TASK DIRECTIONS
Check each line below for the word "Option", and copy those that have it.

Segment Start: DATA FOR PROCESSING

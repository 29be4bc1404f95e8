//! Follower links and copy policies.

use chrono::{DateTime, Utc};
use serde::{Deserialize, Serialize};

use crate::error::{CoreError, Result};

// ---------------------------------------------------------------------------
// Copy Policy
// ---------------------------------------------------------------------------

/// Rule mapping a master order quantity to a follower quantity.
#[derive(Debug, Clone, PartialEq, Serialize, Deserialize)]
#[serde(tag = "kind", rename_all = "snake_case")]
pub enum CopyPolicy {
    /// `q_f = round(q_m × ratio)`.
    FixedRatio {
        /// Multiplier, strictly positive.
        ratio: f64,
    },
    /// `q_f = floor(available_balance × percent/100 ÷ reference_price)`.
    Percentage {
        /// Share of the follower's available balance, in `(0, 100]`.
        percent: f64,
    },
    /// `q_f = quantity` regardless of master quantity.
    FixedQuantity {
        /// Fixed per-order quantity, strictly positive.
        quantity: u32,
    },
}

impl CopyPolicy {
    /// Validate the parameters for the chosen variant.
    pub fn validate(&self) -> Result<()> {
        match *self {
            Self::FixedRatio { ratio } => {
                if !ratio.is_finite() || ratio <= 0.0 {
                    return Err(CoreError::InvalidPolicy(format!(
                        "fixed-ratio requires ratio > 0, got {ratio}"
                    )));
                }
            }
            Self::Percentage { percent } => {
                if !percent.is_finite() || percent <= 0.0 || percent > 100.0 {
                    return Err(CoreError::InvalidPolicy(format!(
                        "percentage requires 0 < percent <= 100, got {percent}"
                    )));
                }
            }
            Self::FixedQuantity { quantity } => {
                if quantity == 0 {
                    return Err(CoreError::InvalidPolicy(
                        "fixed-quantity requires quantity > 0".into(),
                    ));
                }
            }
        }
        Ok(())
    }

    /// Short storage tag for the variant.
    pub fn kind(&self) -> &'static str {
        match self {
            Self::FixedRatio { .. } => "fixed_ratio",
            Self::Percentage { .. } => "percentage",
            Self::FixedQuantity { .. } => "fixed_quantity",
        }
    }
}

// ---------------------------------------------------------------------------
// Follower Link
// ---------------------------------------------------------------------------

/// An active master→follower relation with its copy policy and per-link
/// risk overrides. At most one active link exists per (master, follower)
/// pair; unfollowing soft-deletes by clearing `active`.
#[derive(Debug, Clone, Serialize, Deserialize)]
pub struct FollowerLink {
    pub master_account: String,
    pub follower_account: String,
    pub active: bool,
    pub policy: CopyPolicy,
    /// Per-order notional ceiling for this link.
    pub max_order_notional: Option<f64>,
    /// Narrows the follower's daily-loss limit for orders on this link.
    pub max_daily_loss: Option<f64>,
    pub created_at: DateTime<Utc>,
}

impl FollowerLink {
    /// Build a validated link.
    pub fn new(
        master_account: impl Into<String>,
        follower_account: impl Into<String>,
        policy: CopyPolicy,
    ) -> Result<Self> {
        policy.validate()?;
        Ok(Self {
            master_account: master_account.into(),
            follower_account: follower_account.into(),
            active: true,
            policy,
            max_order_notional: None,
            max_daily_loss: None,
            created_at: Utc::now(),
        })
    }

    /// Set the per-order notional ceiling.
    pub fn with_max_order_notional(mut self, notional: f64) -> Self {
        self.max_order_notional = Some(notional);
        self
    }

    /// Set the per-link daily-loss override.
    pub fn with_max_daily_loss(mut self, loss: f64) -> Self {
        self.max_daily_loss = Some(loss);
        self
    }
}
//! Risk envelopes and gate decisions.

use serde::{Deserialize, Serialize};

use crate::types::link::FollowerLink;

// ---------------------------------------------------------------------------
// Risk Envelope
// ---------------------------------------------------------------------------

/// Per-account pre-trade limits.
///
/// Defaults are system-wide; accounts may override, and a follower link may
/// narrow further. Narrowest wins — see [`RiskEnvelope::narrowed_by`].
#[derive(Debug, Clone, PartialEq, Serialize, Deserialize)]
pub struct RiskEnvelope {
    /// Maximum realized loss per day, in account currency.
    pub max_daily_loss: f64,
    /// Maximum peak-to-trough drawdown as a fraction of peak balance.
    pub max_drawdown_fraction: f64,
    /// Maximum notional for any single position.
    pub max_position_notional: f64,
    /// Maximum count of simultaneously open positions.
    pub max_open_positions: u32,
    /// Maximum aggregate exposure across all open positions.
    pub max_exposure: f64,
    /// Require a stop-loss on every order.
    pub require_stop_loss: bool,
}

impl Default for RiskEnvelope {
    fn default() -> Self {
        Self {
            max_daily_loss: 50_000.0,
            max_drawdown_fraction: 0.20,
            max_position_notional: 500_000.0,
            max_open_positions: 20,
            max_exposure: 2_000_000.0,
            require_stop_loss: false,
        }
    }
}

impl RiskEnvelope {
    /// Apply a link's overrides on top of this envelope, keeping whichever
    /// bound is narrower.
    pub fn narrowed_by(&self, link: &FollowerLink) -> Self {
        let mut out = self.clone();
        if let Some(loss) = link.max_daily_loss {
            out.max_daily_loss = out.max_daily_loss.min(loss);
        }
        if let Some(notional) = link.max_order_notional {
            out.max_position_notional = out.max_position_notional.min(notional);
        }
        out
    }
}

// ---------------------------------------------------------------------------
// Gate decision
// ---------------------------------------------------------------------------

/// Why the risk gate refused an order.
#[derive(Debug, Clone, Copy, PartialEq, Eq, Hash, Serialize, Deserialize)]
pub enum DenyReason {
    DailyLossBreached,
    DrawdownBreached,
    PositionCountBreached,
    PositionSizeBreached,
    ExposureBreached,
    /// Buys only: available balance below the order notional.
    InsufficientBalance,
}

impl DenyReason {
    /// Storage string form.
    pub fn as_str(self) -> &'static str {
        match self {
            Self::DailyLossBreached => "DailyLossBreached",
            Self::DrawdownBreached => "DrawdownBreached",
            Self::PositionCountBreached => "PositionCountBreached",
            Self::PositionSizeBreached => "PositionSizeBreached",
            Self::ExposureBreached => "ExposureBreached",
            Self::InsufficientBalance => "InsufficientBalance",
        }
    }

    /// Parse the storage string form.
    pub fn parse(s: &str) -> Option<Self> {
        match s {
            "DailyLossBreached" => Some(Self::DailyLossBreached),
            "DrawdownBreached" => Some(Self::DrawdownBreached),
            "PositionCountBreached" => Some(Self::PositionCountBreached),
            "PositionSizeBreached" => Some(Self::PositionSizeBreached),
            "ExposureBreached" => Some(Self::ExposureBreached),
            "InsufficientBalance" => Some(Self::InsufficientBalance),
            _ => None,
        }
    }
}

impl std::fmt::Display for DenyReason {
    fn fmt(&self, f: &mut std::fmt::Formatter<'_>) -> std::fmt::Result {
        f.write_str(self.as_str())
    }
}

/// Outcome of a pre-trade check.
#[derive(Debug, Clone, Copy, PartialEq, Eq)]
pub enum RiskDecision {
    Allow,
    Deny(DenyReason),
}

impl RiskDecision {
    /// True when the order may proceed.
    pub fn is_allow(self) -> bool {
        matches!(self, Self::Allow)
    }
}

Segment End: DATA FOR PROCESSING

COMPLETED EXERCISE
    pub max_order_notional: Option<f64>,
    pub max_daily_loss: Option<f64>,
    pub fn parse(s: &str) -> Option<Self> {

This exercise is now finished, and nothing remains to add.